A visceral and highly-regarded songwriter in her own right, McCullough comes to this cover of “Reconsider Me” carrying a weight of experiential bona fides that could fell a lesser talent. Having hit the ground running at the turn of the century with the Television bassist Fred Smith-produced demo Real Boy EP in 1999, the follow-up album Pearl Harbor, once clearing the untimely hurdle of a release date scheduled a month after September 11th, 2001, went on to garner multiple best-of-year awards once it was re-issued in 2002. Thus the table was set for a second full-length Alpha Cat album, the sessions for which commenced in LA in 2007, with seven vocal and fifteen instrumental tracks set down before McCullough was plunged into an emotional breakdown severe enough she suffered the loss of her voice.

Fast-forward a dozen years past many fruitless hospitalizations and countless bouts of essential silence, through 2013 when an experimental treatment brought significant relief then through further to 2019 when those basic tracks are restored and re-realized as the glisteningly vulnerable triumph of will that is Thatched Roof Glass House. Heard in this light, in this context, it’s no surprise that the Alpha Cat take on “Reconsider Me,” both visually and sonically, has such impact. Recorded originally for the Wampus Multimedia album Hurry Home Early: The Songs of Warren Zevon, this more recently-minted Glass House version that’s getting its video debut today was produced by McCullough and fleshed out by a band consisting of more-or-less band members Doug Pettibone (guitar) and Reggie McBride (bass) along with Jason Harrison Smith on drums with Derek Dragotis supplying backing vox.

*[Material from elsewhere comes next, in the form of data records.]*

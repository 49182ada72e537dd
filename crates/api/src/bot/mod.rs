mod error;

pub use error::Error;

use db::{Polls, Store, Uuid};
use model::{Choice, Poll};
use serde::{Deserialize, Serialize};
use std::time::{SystemTime, UNIX_EPOCH};
use twilight_model::{
    application::interaction::{
        application_command::{CommandData, CommandDataOption, CommandOptionValue},
        message_component::MessageComponentInteractionData,
        modal::ModalInteractionData,
        Interaction, InteractionData, InteractionDataResolved, InteractionType,
    },
    channel::{
        message::{
            component::{
                ActionRow, Button, ButtonStyle, Component, ComponentType, SelectMenu, SelectMenuType, TextInput,
                TextInputStyle,
            },
            EmojiReactionType, MessageFlags,
        },
        Message,
    },
    http::interaction::{InteractionResponse, InteractionResponseData, InteractionResponseType},
    id::{marker::UserMarker, Id},
};

type UserId = Id<UserMarker>;

const COMMAND_NAME: &str = "poll";
const MODAL_ID: &str = "poll:modal";
const TITLE_ID: &str = "poll:title";
const OPTION_PREFIX: &str = "poll:msg";

const EMOJIS: [&str; 5] = ["1️⃣", "2️⃣", "3️⃣", "4️⃣", "5️⃣"];
const MIN_CHOICES: i64 = 2;
const MAX_CHOICES: i64 = EMOJIS.len() as i64;

/// Labels longer than this get a row of their own.
const LONG_LABEL: usize = 20;

/// Discord rejects button labels longer than this.
const MAX_LABEL: usize = 80;
/// Leaves room on the button for a ` (N)` tally of up to five digits.
const MAX_OPTION: u16 = MAX_LABEL as u16 - 8;
const MAX_TITLE: u16 = 256;

/// Metadata attached to choices of a user poll.
#[derive(Clone, Debug, PartialEq, Eq, Serialize, Deserialize)]
pub struct Nominee {
    /// Guild nickname of the nominated user, falling back to their username.
    pub name: Box<str>,
}

pub type UserPoll = Poll<Nominee>;

/// Current Unix time in seconds.
pub fn now() -> u64 {
    SystemTime::now().duration_since(UNIX_EPOCH).map_or(0, |elapsed| elapsed.as_secs())
}

pub struct Bot<S> {
    polls: Polls<S>,
    /// Lifetime of new polls (in seconds).
    ttl: u64,
}

impl<S: Store> Bot<S> {
    pub fn new(store: S, ttl: u64) -> Self {
        Self { polls: Polls::from(store), ttl }
    }

    pub const fn polls(&self) -> &Polls<S> {
        &self.polls
    }

    pub async fn on_interaction(&self, interaction: Interaction) -> InteractionResponse {
        let result = match interaction.kind {
            InteractionType::Ping => Ok(InteractionResponse { kind: InteractionResponseType::Pong, data: None }),
            InteractionType::ApplicationCommand => self.on_app_command(interaction).await,
            InteractionType::ModalSubmit => self.on_modal_submit(interaction).await,
            InteractionType::MessageComponent => self.on_msg_component(interaction).await,
            _ => Err(Error::UnsupportedInteraction),
        };

        let text = match result {
            Ok(res) => return res,
            Err(err) => err.to_string(),
        };

        InteractionResponse {
            kind: InteractionResponseType::ChannelMessageWithSource,
            data: Some(InteractionResponseData {
                content: Some(text),
                flags: Some(MessageFlags::EPHEMERAL),
                ..Default::default()
            }),
        }
    }

    /// Creates and persists a fresh poll.
    async fn create(&self) -> error::Result<UserPoll> {
        let poll = UserPoll::with_ttl(now(), self.ttl);
        self.polls.save(&poll).await?;
        log::info!("created poll {}", poll.id());
        Ok(poll)
    }

    /// Moves `voter`'s vote onto `choice`. Returns `None` if the poll has
    /// already expired.
    async fn cast(
        &self,
        id: Uuid,
        choice: &str,
        voter: UserId,
        nominee: Option<Nominee>,
    ) -> error::Result<Option<UserPoll>> {
        let Some(mut poll) = self.polls.load::<Nominee>(id, now()).await? else {
            return Ok(None);
        };
        poll.vote(choice, &voter.to_string(), nominee)?;
        self.polls.save(&poll).await?;
        Ok(Some(poll))
    }

    async fn on_app_command(&self, interaction: Interaction) -> error::Result<InteractionResponse> {
        let Some(InteractionData::ApplicationCommand(data)) = interaction.data else {
            return Err(Error::Schema);
        };

        let CommandData { name, options, .. } = *data;
        if name != COMMAND_NAME {
            return Err(Error::UnknownCommandName);
        }

        let Some(CommandDataOption { name, value: CommandOptionValue::SubCommand(options), .. }) =
            options.into_iter().next()
        else {
            return Err(Error::InvalidParams);
        };

        match name.as_str() {
            "simple" => Self::on_simple_command(&options),
            "user" => self.on_user_command().await,
            _ => Err(Error::UnknownCommandName),
        }
    }

    /// Asks the user for a title and the labels of each choice.
    fn on_simple_command(options: &[CommandDataOption]) -> error::Result<InteractionResponse> {
        let count = match options.iter().find(|option| option.name == "num_choices").map(|option| &option.value) {
            Some(CommandOptionValue::Integer(count)) => *count,
            Some(CommandOptionValue::Number(count)) if count.fract() == 0.0 => *count as i64,
            Some(_) => return Err(Error::InvalidParams),
            None => MIN_CHOICES,
        };

        if !(MIN_CHOICES..=MAX_CHOICES).contains(&count) {
            return Err(Error::InvalidParams);
        }

        let mut components = Vec::with_capacity(count as usize + 1);
        components.push(text_input(TITLE_ID.into(), "Title".into(), MAX_TITLE));
        components.extend((1..=count).map(|i| text_input(format!("{OPTION_PREFIX}{i}"), format!("Option {i}"), MAX_OPTION)));

        Ok(InteractionResponse {
            kind: InteractionResponseType::Modal,
            data: Some(InteractionResponseData {
                custom_id: Some(MODAL_ID.into()),
                title: Some("New Poll".into()),
                components: Some(components),
                ..Default::default()
            }),
        })
    }

    /// Starts a poll whose choices are members of the server.
    async fn on_user_command(&self) -> error::Result<InteractionResponse> {
        let poll = self.create().await?;
        let menu = Component::SelectMenu(SelectMenu {
            channel_types: None,
            custom_id: format!("{COMMAND_NAME}:{}", poll.id()),
            default_values: None,
            disabled: false,
            kind: SelectMenuType::User,
            max_values: Some(1),
            min_values: Some(1),
            options: None,
            placeholder: Some("Pick a user".into()),
        });
        Ok(InteractionResponse {
            kind: InteractionResponseType::ChannelMessageWithSource,
            data: Some(InteractionResponseData {
                components: Some(vec![Component::ActionRow(ActionRow { components: vec![menu] })]),
                ..Default::default()
            }),
        })
    }

    /// Starts a poll with one button per choice submitted through the modal.
    async fn on_modal_submit(&self, interaction: Interaction) -> error::Result<InteractionResponse> {
        let Some(InteractionData::ModalSubmit(ModalInteractionData { custom_id, components, .. })) = interaction.data
        else {
            return Err(Error::Schema);
        };

        if custom_id != MODAL_ID {
            return Err(Error::UnknownCommandName);
        }

        let mut title = None;
        let mut labels = Vec::new();
        for input in components.into_iter().flat_map(|row| row.components) {
            let Some(value) = input.value.filter(|value| !value.trim().is_empty()) else {
                continue;
            };
            if input.custom_id == TITLE_ID {
                title = Some(value[..fit(&value, MAX_TITLE.into())].to_owned());
            } else if input.custom_id.starts_with(OPTION_PREFIX) {
                let label = value.trim();
                labels.push(label[..fit(label, MAX_LABEL)].to_owned());
            }
        }

        if labels.is_empty() {
            return Err(Error::InvalidParams);
        }
        labels.truncate(EMOJIS.len());

        let poll = self.create().await?;
        let long = labels.iter().any(|label| label.chars().count() > LONG_LABEL);
        let buttons = labels.into_iter().zip(EMOJIS).enumerate().map(|(index, (label, emoji))| {
            Component::Button(Button {
                custom_id: Some(format!("{COMMAND_NAME}:{}:{index}", poll.id())),
                disabled: false,
                emoji: Some(EmojiReactionType::Unicode { name: emoji.into() }),
                label: Some(label),
                style: ButtonStyle::Secondary,
                url: None,
                sku_id: None,
            })
        });

        let rows: Vec<_> = if long {
            buttons.map(|button| Component::ActionRow(ActionRow { components: vec![button] })).collect()
        } else {
            vec![Component::ActionRow(ActionRow { components: buttons.collect() })]
        };

        Ok(InteractionResponse {
            kind: InteractionResponseType::ChannelMessageWithSource,
            data: Some(InteractionResponseData { content: title, components: Some(rows), ..Default::default() }),
        })
    }

    async fn on_msg_component(&self, interaction: Interaction) -> error::Result<InteractionResponse> {
        let Interaction { data, member, user, message, .. } = interaction;
        let voter = member.and_then(|member| member.user).or(user).map(|user| user.id);
        let Some(InteractionData::MessageComponent(data)) = data else {
            return Err(Error::Schema);
        };

        match data.component_type {
            ComponentType::Button => self.on_button(&data.custom_id, voter, message).await,
            ComponentType::UserSelectMenu => self.on_user_select(*data, voter).await,
            _ => Err(Error::UnsupportedInteraction),
        }
    }

    async fn on_button(
        &self,
        custom_id: &str,
        voter: Option<UserId>,
        message: Option<Message>,
    ) -> error::Result<InteractionResponse> {
        let (id, choice) = parse_button_id(custom_id).ok_or(Error::Schema)?;
        let Message { content, mut components, .. } = message.ok_or(Error::Schema)?;
        let voter = voter.ok_or(Error::UnknownUser)?;

        let Some(poll) = self.cast(id, choice, voter, None).await? else {
            disable(&mut components);
            let header = content.lines().next().unwrap_or_default();
            return Ok(update(Some(format!("{header}\n*Poll has ended. Voting is no longer allowed.*")), Some(components)));
        };

        relabel(&mut components, &poll);
        Ok(update(None, Some(components)))
    }

    async fn on_user_select(
        &self,
        data: MessageComponentInteractionData,
        voter: Option<UserId>,
    ) -> error::Result<InteractionResponse> {
        let id = parse_select_id(&data.custom_id).ok_or(Error::Schema)?;
        let choice = data.values.first().ok_or(Error::InvalidParams)?;
        let voter = voter.ok_or(Error::UnknownUser)?;
        let nominee = data.resolved.as_ref().and_then(|resolved| nominee(resolved, choice));

        let Some(poll) = self.cast(id, choice, voter, nominee).await? else {
            return Ok(update(Some("Poll closed!".into()), None));
        };

        Ok(update(Some(format!("Current leader: {}", leader_name(&poll))), None))
    }
}

fn text_input(custom_id: String, label: String, max_length: u16) -> Component {
    Component::ActionRow(ActionRow {
        components: vec![Component::TextInput(TextInput {
            custom_id,
            label,
            max_length: Some(max_length),
            min_length: None,
            placeholder: None,
            required: Some(false),
            style: TextInputStyle::Short,
            value: None,
        })],
    })
}

fn update(content: Option<String>, components: Option<Vec<Component>>) -> InteractionResponse {
    InteractionResponse {
        kind: InteractionResponseType::UpdateMessage,
        data: Some(InteractionResponseData { content, components, ..Default::default() }),
    }
}

/// Splits `poll:<id>:<choice>` into the poll ID and the choice key.
fn parse_button_id(custom_id: &str) -> Option<(Uuid, &str)> {
    let mut iter = custom_id.splitn(3, ':');
    if iter.next()? != COMMAND_NAME {
        return None;
    }
    let id = iter.next()?.parse().ok()?;
    let choice = iter.next().filter(|choice| !choice.is_empty())?;
    Some((id, choice))
}

/// Extracts the poll ID from `poll:<id>`.
fn parse_select_id(custom_id: &str) -> Option<Uuid> {
    let (prefix, id) = custom_id.split_once(':')?;
    if prefix != COMMAND_NAME {
        return None;
    }
    id.parse().ok()
}

/// Removes a trailing ` (N)` vote count from a button label.
fn strip_tally(label: &str) -> &str {
    let Some((base, count)) = label.strip_suffix(')').and_then(|rest| rest.rsplit_once(" (")) else {
        return label;
    };
    if !count.is_empty() && count.bytes().all(|byte| byte.is_ascii_digit()) {
        base
    } else {
        label
    }
}

/// Byte length of the longest prefix of `text` that is at most `max` characters long.
fn fit(text: &str, max: usize) -> usize {
    text.char_indices().nth(max).map_or(text.len(), |(index, _)| index)
}

/// Rewrites every poll button label to show its current tally. The base
/// label is shortened if needed so that the result still fits on a button.
fn relabel(components: &mut [Component], poll: &UserPoll) {
    for component in components {
        let Component::ActionRow(ActionRow { components }) = component else {
            continue;
        };
        for component in components {
            let Component::Button(Button { custom_id: Some(custom_id), label: Some(label), style, .. }) = component else {
                continue;
            };
            if *style == ButtonStyle::Link {
                continue;
            }
            let Some((_, choice)) = parse_button_id(custom_id) else {
                continue;
            };
            let suffix = match poll.tally(choice) {
                0 => String::new(),
                tally => format!(" ({tally})"),
            };
            let end = fit(strip_tally(label), MAX_LABEL - suffix.len());
            label.truncate(end);
            label.push_str(&suffix);
        }
    }
}

fn disable(components: &mut [Component]) {
    for component in components {
        match component {
            Component::ActionRow(ActionRow { components }) => disable(components),
            Component::Button(Button { disabled, .. }) | Component::SelectMenu(SelectMenu { disabled, .. }) => {
                *disabled = true;
            }
            _ => {}
        }
    }
}

/// Resolves the display name of the selected user.
fn nominee(resolved: &InteractionDataResolved, choice: &str) -> Option<Nominee> {
    let id: UserId = choice.parse().ok()?;
    let name = resolved
        .members
        .get(&id)
        .and_then(|member| member.nick.as_deref())
        .or_else(|| resolved.users.get(&id).map(|user| user.name.as_str()))?;
    Some(Nominee { name: name.into() })
}

fn leader_name(poll: &UserPoll) -> String {
    match poll.leader() {
        Some((_, Choice { metadata: Some(nominee), .. })) => nominee.name.to_string(),
        Some((key, _)) => format!("<@{key}>"),
        None => String::from("nobody"),
    }
}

With the immediacy and steady urgency of Thalia Zedek and the deliberate, scraping intensity of Low, Alpha Cat’s version of Zevon’s track from 1987’s Sentimental Hygiene strips away the expected studio gloss of that era until we’re there at the song’s essence, alone but hopeful, determined, scarred, human down to the bone. A stunner of a re-imagining, one can only believe that Zevon, wherever Zevon is, is smiling that wry, knowing smile of his. We sure are.